465 - Pediatric Sub-clinical Lead Exposure is Associated with Altered Inflammatory Landscape in Peripheral Blood
Sunday, April 27, 2025
8:30am – 10:45am HST
Publication Number: 465.6512
Carmen M. Dickinson-Copeland, Morehouse School of Medicine, Atlanta, GA, United States; Muhammed Yassin. Idris, Morehouse School of Medicine, Atlanta, GA, United States; Jabril Johnson, Morehouse School of Medicine, SMYRNA, GA, United States
Assistant Professor Morehouse School of Medicine Atlanta, Georgia, United States
Background: Blood lead levels (BLL) in children have been linked to early cardiovascular risk, potentially through inflammatory pathways. Although cardiovascular disease is rare in childhood, lead exposure may increase vulnerability, setting a foundation for later health complications. Complete blood counts (CBCs) have historically served as a valuable biomarker for cardiovascular disease. To date, platelet-to-lymphocyte ratio (PLR) has emerged as a potential biomarker that has been associated with systemic inflammation, which can be used to screen for cardiovascular disease risk. Objective: This abstract explores the relationship between BLL, CBCs, specifically PLR, in children, highlighting PLR's potential as an early indicator of lead-induced cardiovascular risk. Design/Methods: A retrospective pediatric cohort of 1,108 children from Children’s Healthcare of Atlanta was curated, including demographics, socioeconomic variables, BLLs, and hematological measures as routinely collected in a complete blood count. Multiple linear regression models were applied to assess associations between BLLs and these outcomes, adjusting for potential confounding variables. Results: Clinical BLLs were significantly associated with PLR, but not sub-clinical BLLs. However, sub-clinical BLLs were correlated with reductions in White Blood Cell Count (WBC) (p < 0.05), Red Blood Cell Count (RBC) (p < 0.05), Hematocrit (HCT) (p < 0.01), MPV (p < 0.01), Monocyte Count (p < 0.01), Basophil Count (p < 0.01), and Absolute Count (p < 0.01), suggesting that even lower levels of lead exposure may also substantially influence these blood parameters.
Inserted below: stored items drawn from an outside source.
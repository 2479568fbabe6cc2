use crate::{
    participant::conversation_key, CapabilityOracle, ChatSession, EncryptionRouter, Error,
    ErrorInfo, GroupEncryptor, InMemoryStorage, Message, MessageQueue, OutcomeType, Participant,
    Result, SessionRegistry, StorageAdapter, TransportSink,
};
use std::collections::HashMap;
use std::sync::{Arc, Mutex};
use tracing::debug;

pub const DEFAULT_QUEUE_PREFIX: &str = "v1/outgoing-queue/";

/// Collaborators shared by every conversation of one account.
pub struct DispatcherOptions {
    pub registry: Arc<dyn SessionRegistry>,
    pub oracle: Arc<dyn CapabilityOracle>,
    pub group_encryptor: Arc<dyn GroupEncryptor>,
    pub transport: Arc<dyn TransportSink>,
    pub storage: Option<Arc<dyn StorageAdapter>>,
    pub queue_prefix: Option<String>,
}

/// Owns the open conversations, keyed by bare participant address.
///
/// The map lock is only held for lookups; dispatches on different
/// conversations never contend.
pub struct ChatSessionManager {
    router: Arc<EncryptionRouter>,
    sessions: Mutex<HashMap<String, Arc<ChatSession>>>,
    queue: MessageQueue,
}

impl ChatSessionManager {
    pub fn new(opts: DispatcherOptions) -> Self {
        let router = Arc::new(EncryptionRouter::new(
            opts.registry,
            opts.oracle,
            opts.group_encryptor,
            opts.transport,
        ));
        let storage = opts
            .storage
            .unwrap_or_else(|| Arc::new(InMemoryStorage::new()));
        let prefix = opts
            .queue_prefix
            .unwrap_or_else(|| DEFAULT_QUEUE_PREFIX.to_string());

        Self {
            router,
            sessions: Mutex::new(HashMap::new()),
            queue: MessageQueue::new(storage, prefix),
        }
    }

    pub fn router(&self) -> &Arc<EncryptionRouter> {
        &self.router
    }

    /// Returns the conversation with `participant`, creating it on first use.
    pub fn open_session(&self, participant: Participant) -> Arc<ChatSession> {
        let key = participant.conversation_key();
        let mut sessions = self.sessions.lock().unwrap();
        sessions
            .entry(key)
            .or_insert_with(|| {
                debug!(participant = participant.address(), "opening conversation");
                Arc::new(ChatSession::new(participant, self.router.clone()))
            })
            .clone()
    }

    pub fn session(&self, address: &str) -> Option<Arc<ChatSession>> {
        self.sessions
            .lock()
            .unwrap()
            .get(&conversation_key(address))
            .cloned()
    }

    /// Drops the conversation. Its queued messages stay until retried or
    /// discarded with [`discard_queued`](Self::discard_queued).
    pub fn close_session(&self, address: &str) -> Option<Arc<ChatSession>> {
        self.sessions
            .lock()
            .unwrap()
            .remove(&conversation_key(address))
    }

    pub fn session_keys(&self) -> Vec<String> {
        let mut keys: Vec<String> = self.sessions.lock().unwrap().keys().cloned().collect();
        keys.sort();
        keys
    }

    fn require_session(&self, address: &str) -> Result<Arc<ChatSession>> {
        self.session(address)
            .ok_or_else(|| Error::UnknownConversation(address.to_string()))
    }

    /// Dispatches on the conversation with `address`. A queued message is
    /// kept for [`retry_queued`](Self::retry_queued).
    pub fn send(&self, address: &str, message: &mut Message) -> Result<OutcomeType> {
        let session = self.require_session(address)?;
        self.dispatch_and_track(&session, message)
    }

    fn dispatch_and_track(&self, session: &ChatSession, message: &mut Message) -> Result<OutcomeType> {
        let key = session.conversation_key();
        let outcome = session.send(message)?;
        if outcome.is_queued() {
            self.queue.add(&key, message)?;
        } else {
            self.queue.remove(&MessageQueue::entry_id(&key, &message.id))?;
        }
        Ok(outcome)
    }

    /// Re-dispatches every queued message of the conversation, oldest first.
    /// Messages that leave the queued state are dropped from the queue.
    pub fn retry_queued(&self, address: &str) -> Result<Vec<(String, OutcomeType)>> {
        let session = self.require_session(address)?;
        let entries = self.queue.get_for_target(&session.conversation_key())?;

        let mut results = Vec::with_capacity(entries.len());
        for entry in entries {
            let mut message = entry.message;
            let outcome = self.dispatch_and_track(&session, &mut message)?;
            results.push((message.id.clone(), outcome));
        }
        Ok(results)
    }

    pub fn queued(&self, address: &str) -> Result<Vec<Message>> {
        Ok(self
            .queue
            .get_for_target(&conversation_key(address))?
            .into_iter()
            .map(|entry| entry.message)
            .collect())
    }

    pub fn discard_queued(&self, address: &str) -> Result<()> {
        self.queue.remove_for_target(&conversation_key(address))
    }

    /// Routes an inbound message to the conversation with its sender.
    pub fn on_incoming_message(&self, message: &Message) -> bool {
        match self.session(&message.from.to_string()) {
            Some(session) => session.on_receive_message(message),
            None => {
                debug!(from = %message.from, "message for unknown conversation ignored");
                false
            }
        }
    }

    pub fn on_message_receipt(&self, address: &str, message_id: &str) {
        if let Some(session) = self.session(address) {
            session.on_message_receipt(message_id);
        }
    }

    pub fn on_send_message_error(&self, address: &str, message: &Message, error: &ErrorInfo) {
        if let Some(session) = self.session(address) {
            session.on_send_message_error(message, error);
        }
    }
}

#[cfg(test)]
mod tests {
    use super::*;
    use crate::{ChatGroup, Contact, InMemorySessionRegistry, StaticCapabilities};

    struct NoGroup;

    impl GroupEncryptor for NoGroup {
        fn encrypt_and_deliver(&self, _message: &Message) -> OutcomeType {
            OutcomeType::Queued
        }
    }

    struct Discard;

    impl TransportSink for Discard {
        fn deliver(&self, _message: Message) {}
    }

    fn manager() -> ChatSessionManager {
        ChatSessionManager::new(DispatcherOptions {
            registry: Arc::new(InMemorySessionRegistry::new()),
            oracle: Arc::new(StaticCapabilities::new()),
            group_encryptor: Arc::new(NoGroup),
            transport: Arc::new(Discard),
            storage: None,
            queue_prefix: Some("v1/test-queue/".to_string()),
        })
    }

    #[test]
    fn session_keys_are_sorted_bare_addresses() {
        let manager = manager();
        manager.open_session(Contact::new("zed@example.org/desk").into());
        manager.open_session(ChatGroup::new("room@conference.example.org").into());
        manager.open_session(Contact::new("amy@example.org").into());

        assert_eq!(
            manager.session_keys(),
            vec!["amy@example.org", "room@conference.example.org", "zed@example.org"]
        );
    }

    #[test]
    fn queued_for_unopened_conversation_is_empty() {
        let manager = manager();
        assert!(manager.queued("bob@example.org").unwrap().is_empty());
        manager.discard_queued("bob@example.org").unwrap();
    }
}
use crate::{
    CapabilityOracle, EncryptionCapability, GroupEncryptor, Message, OfflineNotifier,
    OutcomeType, PairwiseSessionStatus, PushMarker, ResolvedAddress, SessionId, SessionRegistry,
    TransportSink,
};
use std::sync::Arc;
use tracing::{debug, warn};

/// The recipient of one dispatch attempt, with the facts the router needs.
pub enum DispatchTarget<'a> {
    Group {
        address: &'a ResolvedAddress,
    },
    Individual {
        address: &'a ResolvedAddress,
        online: bool,
        capability: EncryptionCapability,
        push: &'a PushMarker,
    },
}

/// Which branch of the decision table handled a message.
#[derive(Debug, Clone, Copy, PartialEq, Eq)]
pub enum RoutePath {
    /// Group participant, sent as is.
    Broadcast,
    /// Handed to the group encryption collaborator.
    GroupEncrypted,
    /// Protected by the pairwise session and delivered.
    Pairwise,
    /// Peer offline; `woke` tells whether a wake signal went out.
    Offline { woke: bool },
    /// No encrypted pairwise session yet.
    AwaitingHandshake,
    /// Session looked ready but the protocol refused the message.
    TransformDeclined,
}

#[derive(Debug, Clone, Copy, PartialEq, Eq)]
pub struct Routed {
    pub outcome: OutcomeType,
    pub path: RoutePath,
    /// Capability verdict observed on this attempt, if the oracle was consulted.
    pub capability: Option<EncryptionCapability>,
}

impl Routed {
    fn new(outcome: OutcomeType, path: RoutePath) -> Self {
        Self {
            outcome,
            path,
            capability: None,
        }
    }

    fn with_capability(mut self, capability: EncryptionCapability) -> Self {
        self.capability = Some(capability);
        self
    }
}

/// Sideband content carried over an established pairwise session.
enum Sideband<'a> {
    None,
    Payload { is_response: bool, data: &'a [u8] },
    WhitelistTokens(&'a [String]),
}

/// Picks exactly one protection path per message and tags it.
pub struct EncryptionRouter {
    registry: Arc<dyn SessionRegistry>,
    oracle: Arc<dyn CapabilityOracle>,
    group: Arc<dyn GroupEncryptor>,
    transport: Arc<dyn TransportSink>,
    notifier: OfflineNotifier,
}

impl EncryptionRouter {
    pub fn new(
        registry: Arc<dyn SessionRegistry>,
        oracle: Arc<dyn CapabilityOracle>,
        group: Arc<dyn GroupEncryptor>,
        transport: Arc<dyn TransportSink>,
    ) -> Self {
        let notifier = OfflineNotifier::new(registry.clone());
        Self {
            registry,
            oracle,
            group,
            transport,
            notifier,
        }
    }

    pub fn notifier(&self) -> &OfflineNotifier {
        &self.notifier
    }

    pub fn registry(&self) -> &Arc<dyn SessionRegistry> {
        &self.registry
    }

    pub fn transport(&self) -> &Arc<dyn TransportSink> {
        &self.transport
    }

    /// Runs the decision table for one attempt and writes the outcome onto
    /// `message`.
    pub fn dispatch(&self, message: &mut Message, target: DispatchTarget<'_>) -> Routed {
        match target {
            DispatchTarget::Group { address } => {
                message.to = Some(address.jid().clone());
                message.set_outcome(OutcomeType::Outgoing);
                self.transport.deliver(message.clone());
                Routed::new(OutcomeType::Outgoing, RoutePath::Broadcast)
            }
            DispatchTarget::Individual {
                address,
                online,
                capability,
                push,
            } => {
                let session = SessionId::new(message.from.clone(), address.jid().clone());
                message.to = Some(address.jid().clone());

                if !online {
                    let woke = self.notifier.notify_if_offline(&session, push);
                    message.set_outcome(OutcomeType::Queued);
                    return Routed::new(OutcomeType::Queued, RoutePath::Offline { woke });
                }

                let capability = self.refresh_capability(capability, address);
                if capability.is_supported() {
                    let outcome = self.group.encrypt_and_deliver(message);
                    message.set_outcome(outcome);
                    debug!(to = %address, %outcome, "sent with group encryption");
                    return Routed::new(outcome, RoutePath::GroupEncrypted)
                        .with_capability(capability);
                }

                self.send_pairwise(message, &session, Sideband::None)
                    .with_capability(capability)
            }
        }
    }

    /// Sends sideband data over the pairwise session only (no group path).
    pub fn dispatch_auxiliary(
        &self,
        message: &mut Message,
        address: &ResolvedAddress,
        is_response: bool,
        payload: &[u8],
    ) -> Routed {
        let session = SessionId::new(message.from.clone(), address.jid().clone());
        message.to = Some(address.jid().clone());
        self.send_pairwise(
            message,
            &session,
            Sideband::Payload {
                is_response,
                data: payload,
            },
        )
    }

    /// Offers push whitelist tokens to the peer over the pairwise session.
    pub fn dispatch_whitelist_tokens(
        &self,
        message: &mut Message,
        address: &ResolvedAddress,
        tokens: &[String],
    ) -> Routed {
        let session = SessionId::new(message.from.clone(), address.jid().clone());
        message.to = Some(address.jid().clone());
        self.send_pairwise(message, &session, Sideband::WhitelistTokens(tokens))
    }

    /// A cached `Supported` verdict is final; anything else is asked again.
    fn refresh_capability(
        &self,
        cached: EncryptionCapability,
        address: &ResolvedAddress,
    ) -> EncryptionCapability {
        if cached.is_supported() {
            return cached;
        }
        EncryptionCapability::from_verdict(self.oracle.supports_group_encryption(address.jid()))
    }

    fn send_pairwise(
        &self,
        message: &mut Message,
        session: &SessionId,
        sideband: Sideband<'_>,
    ) -> Routed {
        match self.registry.status_of(session) {
            PairwiseSessionStatus::Encrypted => {
                if matches!(sideband, Sideband::None) {
                    self.notifier.maybe_begin_token_exchange(session);
                }

                let outcome = if self.registry.is_verified(session) {
                    OutcomeType::OutgoingEncryptedVerified
                } else {
                    OutcomeType::OutgoingEncrypted
                };

                let transformed = match sideband {
                    Sideband::None => self.registry.transform_outgoing(session, message),
                    Sideband::Payload { is_response, data } => self
                        .registry
                        .transform_outgoing_with_payload(session, message, is_response, data),
                    Sideband::WhitelistTokens(tokens) => {
                        self.registry.transform_whitelist_tokens(session, message, tokens)
                    }
                };

                match transformed {
                    Some(transformed) => {
                        *message = transformed;
                        message.set_outcome(outcome);
                        self.transport.deliver(message.clone());
                        Routed::new(outcome, RoutePath::Pairwise)
                    }
                    None => {
                        warn!(session = %session, "pairwise session refused outgoing message");
                        message.set_outcome(OutcomeType::Queued);
                        Routed::new(OutcomeType::Queued, RoutePath::TransformDeclined)
                    }
                }
            }
            PairwiseSessionStatus::Handshaking => {
                debug!(session = %session, "handshake in progress, message queued");
                message.set_outcome(OutcomeType::Queued);
                Routed::new(OutcomeType::Queued, RoutePath::AwaitingHandshake)
            }
            PairwiseSessionStatus::Plaintext => {
                if let Err(e) = self.registry.begin_handshake(session) {
                    warn!(session = %session, error = %e, "failed to start handshake");
                } else {
                    debug!(session = %session, "started pairwise handshake, message queued");
                }
                message.set_outcome(OutcomeType::Queued);
                Routed::new(OutcomeType::Queued, RoutePath::AwaitingHandshake)
            }
        }
    }
}
use anyhow::{Context, Result};
use secure_dispatch::{Jid, PairwiseSessionStatus};

use crate::config::{Config, ContactEntry};
use crate::output::Output;

pub fn add(
    address: &str,
    name: Option<String>,
    resource: Option<String>,
    config: &mut Config,
    output: &Output,
) -> Result<()> {
    address
        .parse::<Jid>()
        .with_context(|| format!("Invalid contact address: {}", address))?;

    // Keep simulated peer state when re-adding a known contact.
    let mut entry = config
        .contact(address)
        .cloned()
        .unwrap_or_else(|| ContactEntry::new(address));
    entry.address = address.to_string();
    entry.name = name;
    entry.resource = resource;
    config.upsert_contact(entry.clone());
    config.save()?;

    output.success("contact_add", entry);
    Ok(())
}

pub fn list(config: &Config, output: &Output) -> Result<()> {
    output.success(
        "contact_list",
        serde_json::json!({
            "contacts": config.contacts,
        }),
    );
    Ok(())
}

pub fn presence(
    address: &str,
    offline: bool,
    resource: Option<String>,
    config: &mut Config,
    output: &Output,
) -> Result<()> {
    let contact = config
        .contact_mut(address)
        .with_context(|| format!("Contact '{}' not found", address))?;
    contact.online = !offline;
    if resource.is_some() || offline {
        contact.presence_resource = resource;
    }
    let contact = contact.clone();
    config.save()?;

    output.success(
        "contact_presence",
        serde_json::json!({
            "address": contact.address,
            "online": contact.online,
            "resource": contact.presence_resource,
        }),
    );
    Ok(())
}

/// Overrides of the simulated pairwise and capability state of a contact.
#[derive(Debug, Default)]
pub struct SessionUpdate {
    pub status: Option<String>,
    pub verified: Option<bool>,
    pub wake_capable: Option<bool>,
    pub group_encryption: Option<bool>,
}

pub fn session(
    address: &str,
    update: SessionUpdate,
    config: &mut Config,
    output: &Output,
) -> Result<()> {
    let status = update.status.as_deref().map(parse_status).transpose()?;
    let contact = config
        .contact_mut(address)
        .with_context(|| format!("Contact '{}' not found", address))?;

    if let Some(status) = status {
        // A new pairwise session may be woken again.
        if status != contact.status {
            contact.push_sent = None;
        }
        contact.status = status;
    }
    if let Some(verified) = update.verified {
        contact.verified = verified;
    }
    if let Some(wake_capable) = update.wake_capable {
        contact.wake_capable = wake_capable;
    }
    if let Some(group_encryption) = update.group_encryption {
        contact.group_encryption = group_encryption;
    }
    let contact = contact.clone();
    config.save()?;

    output.success("contact_session", contact);
    Ok(())
}

fn parse_status(value: &str) -> Result<PairwiseSessionStatus> {
    match value.to_ascii_lowercase().as_str() {
        "plaintext" => Ok(PairwiseSessionStatus::Plaintext),
        "handshaking" => Ok(PairwiseSessionStatus::Handshaking),
        "encrypted" => Ok(PairwiseSessionStatus::Encrypted),
        other => anyhow::bail!(
            "Invalid session status '{}': expected plaintext, handshaking or encrypted",
            other
        ),
    }
}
Conclusion(s): Interestingly, despite the role of housing stock in developing a proinflammatory peripheral blood profile, socioeconomic factors such as poverty and educational attainment had minimal effects on blood lead measures. Our study reveals that BLL exposure significantly decreases RBC, indicating potential adverse effects on immune and oxygen-carrying capacity, even at lower lead exposure levels, which is consistent throughout the literature. However, we report sub-clinical BLLs are associated with decreased WBC despite lead exposure being associated with increased inflammatory responses. Lastly, we show that PLR is significantly associated with elevated but not sub-clinical BLLs. In summary, elevated BLLs are linked to altered inflammatory biomarkers in children, with the PLR emerging as a potential early indicator of cardiovascular disease risk. Monitoring PLR in lead-exposed children may aid in early detection and preventive care, reducing long-term health impacts.